Europe’s disillusionment with Obama’s promises

Official White House photo

AMSTERDAM, March 28, 2014 — When President Obama visited Pope Francis yesterday, the online site of the German news magazine “Der Spiegel” chose the headline: “Ex-Hoffnungsträger trifft Nachfolger” (Ex-beacon of hope meets successor). This summarizes how Obama is viewed now in Europe.

During Obama’s first visit to Europe, when he first ran for the White House, he was welcomed like a pop star. People were euphoric and put a great deal of hope in him. Europeans yearned for change in American politics. They were fed up by the division the war on terror had caused.

Obama stood for the change they hoped for. He was a fresh start, a hope for new policies, the symbol of an America that would be less divided and less internally focused. He would bridge the gap in American politics and the gap between the U.S. and its allies. America would again be a role model and beacon of liberty.

The welcome was indifferent this time. Not much has changed since Obama took office. Too many promises have not been realized yet or have been broken. People understand that their expectations might have been too high, but the accomplishments so far are meager. The only big change is Obamacare, a project that is controversial in the U.S. but widely seen as a sensible move in Europe.

Other hopes and promises are still distant. The three most often expressed hopes when Obama took office were that he would reduce divisions in America, change the course of American foreign policy (e.g., reduce troops and find better alignment with allies), and that he would focus on civil rights.

The perception is that American politics is now even more divided than it was in 2008. Europeans do not blame Obama alone for this, but they do believe he failed to provide positive leadership. As president, he has too often played partisan politics or simply failed to lead instead of bridging the gap between Parties. While he has faced fierce opposition from the Republicans and the Tea Party, in Europe, it is very common for opposing parties to reach compromise. Most European countries are run by a coalition governments, comprised of various parties.

Europeans see the increased divisions in America as a weakness for Obama.

On foreign policy, Europeans laud Obama for reducing troops in Iraq and Afghanistan, but this has not meant a change in course; he has replaced troops with drones. Not only has he continued with military actions, but he has promoted military solutions ahead of diplomatic ones. The use of drones is often decided outside the view of Congress, and therefore outside of democratic control.
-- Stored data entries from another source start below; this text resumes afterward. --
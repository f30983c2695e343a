//! Data access layer for the document store.

pub mod document_repository;
//! Data models shared across repositories and services.

use serde::{Deserialize, Serialize};
use serde_json::{Map, Value};

/// A stored document: its identifier and the JSON body persisted under it.
#[derive(Debug, Clone, PartialEq)]
pub struct Document {
    pub id: String,
    pub data: Value,
}

impl Document {
    /// Merges the identifier into the body, the shape clients receive.
    pub fn into_body(self) -> Value {
        let mut fields = match self.data {
            Value::Object(fields) => fields,
            _ => Map::new(),
        };
        fields.insert("id".to_string(), Value::String(self.id));
        Value::Object(fields)
    }
}

/// An account as persisted: email plus the bcrypt hash of the password.
#[derive(Debug, Clone, Serialize, Deserialize)]
pub struct Credential {
    pub courriel: String,
    pub mdp: String,
}

/// Account listing entry with the password hash redacted.
#[derive(Debug, Clone, Serialize, Deserialize)]
pub struct UtilisateurPublic {
    pub id: String,
    pub courriel: String,
}

#[cfg(test)]
mod tests {
    use super::*;
    use serde_json::json;

    #[test]
    fn into_body_merges_the_identifier() {
        let document = Document {
            id: "abc".to_string(),
            data: json!({ "titre": "Incendies", "annee": "2010" }),
        };

        assert_eq!(
            document.into_body(),
            json!({ "id": "abc", "titre": "Incendies", "annee": "2010" })
        );
    }

    #[test]
    fn into_body_keeps_the_stored_id_over_a_data_field() {
        let document = Document {
            id: "real".to_string(),
            data: json!({ "id": "forged" }),
        };

        assert_eq!(document.into_body()["id"], "real");
    }
}
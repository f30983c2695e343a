//! Password hashing and verification.
//!
//! Wraps bcrypt with the cost factor taken from the application
//! configuration. The salt is generated per hash and embedded in the result,
//! so verification needs no extra state.

use thiserror::Error;

/// Errors from hashing or checking a password.
#[derive(Debug, Error)]
pub enum HashError {
    #[error("hashing failed")]
    Hashing(#[source] bcrypt::BcryptError),
    #[error("stored hash is not a valid bcrypt string")]
    Corrupt(#[source] bcrypt::BcryptError),
}

/// One-way hashing and verification of account passwords.
///
/// Holds a pre-computed fallback hash so the unknown-email login path can
/// burn the same amount of work as a real check, keeping response timing
/// comparable between "no such email" and "wrong password".
#[derive(Clone)]
pub struct CredentialHasher {
    cost: u32,
    fallback_hash: String,
}

impl CredentialHasher {
    /// Creates a hasher with the given bcrypt cost factor.
    pub fn new(cost: u32) -> Result<Self, HashError> {
        let fallback_hash = bcrypt::hash("mot-de-passe-fantome", cost).map_err(HashError::Hashing)?;
        Ok(Self {
            cost,
            fallback_hash,
        })
    }

    /// Hashes a password with the configured cost.
    pub fn hash(&self, password: &str) -> Result<String, HashError> {
        bcrypt::hash(password, self.cost).map_err(HashError::Hashing)
    }

    /// Checks a password against a stored hash. A mismatch is `Ok(false)`;
    /// only an unparseable stored hash is an error.
    pub fn verify(&self, password: &str, hashed: &str) -> Result<bool, HashError> {
        bcrypt::verify(password, hashed).map_err(HashError::Corrupt)
    }

    /// Verifies against the fallback hash and discards the result.
    pub fn verify_fallback(&self, password: &str) {
        let _ = bcrypt::verify(password, &self.fallback_hash);
    }
}
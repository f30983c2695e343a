//! Film API: models, handlers, and routes.

pub mod handlers;
pub mod models;
pub mod routes;
//! Middleware for protecting authenticated routes.
//!
//! This module validates bearer tokens on mutating endpoints. Verification
//! is purely cryptographic and local; the middleware never touches storage,
//! so it cannot block on I/O.

use axum::{
    extract::{Extension, Request},
    http::{StatusCode, header::AUTHORIZATION},
    middleware::Next,
    response::{Json, Response},
};

use crate::api::common::{ErrorResponse, service_error_to_http};
use crate::errors::ServiceError;
use crate::state::AppState;

/// Bearer token authentication middleware.
///
/// On success the verified claims are attached to the request for handlers
/// downstream. A missing header, a header without the bearer scheme, and a
/// failed verification all get the same generic 401, leaking nothing about
/// which check failed.
pub async fn jwt_auth(
    Extension(state): Extension<AppState>,
    mut request: Request,
    next: Next,
) -> Result<Response, (StatusCode, Json<ErrorResponse>)> {
    let token = request
        .headers()
        .get(AUTHORIZATION)
        .and_then(|header| header.to_str().ok())
        .and_then(|header| header.strip_prefix("Bearer "))
        .ok_or_else(|| service_error_to_http(ServiceError::Unauthorized))?;

    match state.tokens.verify(token) {
        Ok(claims) => {
            request.extensions_mut().insert(claims);
            Ok(next.run(request).await)
        }
        Err(_) => Err(service_error_to_http(ServiceError::Unauthorized)),
    }
}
The biggest let-down for Europeans is the third area – civil rights. They hoped that with Obama at the helm, the U.S. would be again be a leader in civil rights, but there is hardly any improvement in that area. Guantanamo is still open and prisoners there are kept outside the legal system. Revelations about the NSA raised eyebrows, and not just because of the extent of spying and the missing sensibility when it comes to allies. The biggest concerns are the lack of democratic control and Obama’s lack of urgency in tackling the issue.

Another prominent issue is how Obama deals with whistleblowers. To Europeans, whistleblowers are vital for a functioning democracy. How Obama reacted to the WikiLeaks revelation of State Department communications by Assange and Manning, and to the NSA revelations by Edward Snowden, has not contributed to the international standing of the U.S.

The United States has lost significant credibility in the eyes of Europe under Obama. This makes the U.S. a less credible defender of civil rights in other countries, dashing the hopes many Europeans had when Obama was elected.